Fact-checking has the reputation of being a tedious and repetitive task, but our interns found it also had a creative side (though, we note, none of them disagreed that it had been hard work).
“Fact-checking is a great way to correct your biases. At first you think it will be easy, but confirming even a single line of historical information can take a lot of effort.” Adam recalls, “So I have become more sceptical. When someone quotes a fact now, I tend to ask for the sources. And when you have experience of fact-checking, you know which sources you can rely on.”
Clemens agrees that experience as a fact-checker has made him more sensitive to the nuances of the economics he had studied. “As a student, you have read the books but you are not always aware of what’s in the background, where those ideas came from,” he says, “It’s like seeing an economic model and not thinking about the assumptions behind the equations.”

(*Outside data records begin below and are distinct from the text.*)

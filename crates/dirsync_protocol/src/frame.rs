//! Length-prefixed framing.
//!
//! ```text
//! [u32 BE total length, header included][2-byte code][payload]
//! ```

use crate::error::{ProtocolError, ProtocolResult};
use crate::messages::WireMessage;
use bytes::{Buf, BufMut};

/// Size of the length header.
pub const FRAME_HEADER_LEN: usize = 4;

/// Smallest valid frame: header plus a type code.
pub const MIN_FRAME_LEN: usize = FRAME_HEADER_LEN + 2;

/// Allowance for headers and non-data fields on top of the packet size.
pub const FRAME_OVERHEAD: usize = 1024;

/// Largest frame accepted for a given data block size.
pub fn max_frame_len(max_packet_size: usize) -> usize {
    max_packet_size.saturating_add(FRAME_OVERHEAD)
}

/// Encodes a message with its length header.
pub fn encode_frame(message: &WireMessage) -> ProtocolResult<Vec<u8>> {
    let body = message.encode();
    let total = body.len() + FRAME_HEADER_LEN;
    let header = u32::try_from(total).map_err(|_| ProtocolError::FrameTooLarge {
        length: total,
        max: u32::MAX as usize,
    })?;
    let mut frame = Vec::with_capacity(total);
    frame.put_u32(header);
    frame.extend_from_slice(&body);
    Ok(frame)
}

/// Validates a length header and returns the body length that follows it.
pub fn frame_length(header: [u8; FRAME_HEADER_LEN], max: usize) -> ProtocolResult<usize> {
    let total = (&header[..]).get_u32() as usize;
    if total < MIN_FRAME_LEN {
        return Err(ProtocolError::invalid_frame(format!(
            "frame length {total} is below minimum {MIN_FRAME_LEN}"
        )));
    }
    if total > max {
        return Err(ProtocolError::FrameTooLarge { length: total, max });
    }
    Ok(total - FRAME_HEADER_LEN)
}

/// Decodes one complete frame.
pub fn decode_frame(frame: &[u8], max: usize) -> ProtocolResult<WireMessage> {
    let header: [u8; FRAME_HEADER_LEN] = frame
        .get(..FRAME_HEADER_LEN)
        .and_then(|h| h.try_into().ok())
        .ok_or_else(|| ProtocolError::invalid_frame("frame shorter than header"))?;
    let body_len = frame_length(header, max)?;
    let body = &frame[FRAME_HEADER_LEN..];
    if body.len() != body_len {
        return Err(ProtocolError::invalid_frame(format!(
            "header announces {body_len} body bytes, got {}",
            body.len()
        )));
    }
    WireMessage::decode(body)
}

#[cfg(test)]
mod tests {
    use super::*;
    use crate::messages::{FileDataMessage, StatusAck};

    #[test]
    fn header_counts_itself() {
        let frame = encode_frame(&WireMessage::KeepAlive).unwrap();
        assert_eq!(frame, vec![0, 0, 0, 6, b'K', b'A']);
    }

    #[test]
    fn frame_roundtrip() {
        let message = WireMessage::SyncEndAck(StatusAck::failed("x"));
        let frame = encode_frame(&message).unwrap();
        assert_eq!(decode_frame(&frame, 1024).unwrap(), message);
    }

    #[test]
    fn short_frames_rejected() {
        assert!(matches!(
            frame_length([0, 0, 0, 5], 100),
            Err(ProtocolError::InvalidFrame { .. })
        ));
        assert!(decode_frame(&[0, 0], 100).is_err());
    }

    #[test]
    fn oversized_frames_rejected() {
        let message: WireMessage = FileDataMessage {
            relative_path: "big".into(),
            block_number: 0,
            total_blocks: 1,
            data: vec![0u8; 4096],
        }
        .into();
        let frame = encode_frame(&message).unwrap();
        assert!(matches!(
            decode_frame(&frame, max_frame_len(1024)),
            Err(ProtocolError::FrameTooLarge { .. })
        ));
        assert!(decode_frame(&frame, max_frame_len(4096)).is_ok());
    }

    #[test]
    fn length_mismatch_rejected() {
        let mut frame = encode_frame(&WireMessage::StartRestore).unwrap();
        frame.push(0);
        assert!(matches!(
            decode_frame(&frame, 100),
            Err(ProtocolError::InvalidFrame { .. })
        ));
    }
}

Adam is currently working for the Employees Provident Fund in Malaysia, helping to make policy recommendations. He says that his experience as a fact-checker has “made me more careful and conservative what I recommend, especially when I know it impacts the livelihoods of a lot of people.
“Now I ask myself: am I cherry-picking facts? Can I rely on these numbers? It’s something I constantly think about.”
Creative debunking
In publishing our checks, we have also made it easier for you to point out any factual errors that have slipped through. We hope there are none but, if you find one for us, we consider it a good thing because then we can fix it. We are constantly crowdsourcing improvements from all of you.
So if you think we have our facts wrong, let us know. As John Maynard Keynes said, “When the facts change, I change my mind. What do you do, sir?”²
¹ Coates is quoted in this entertaining introduction to fact-checking published by Quartz.
² A rare example of fact-checking humour: there is no evidence that Keynes ever said this.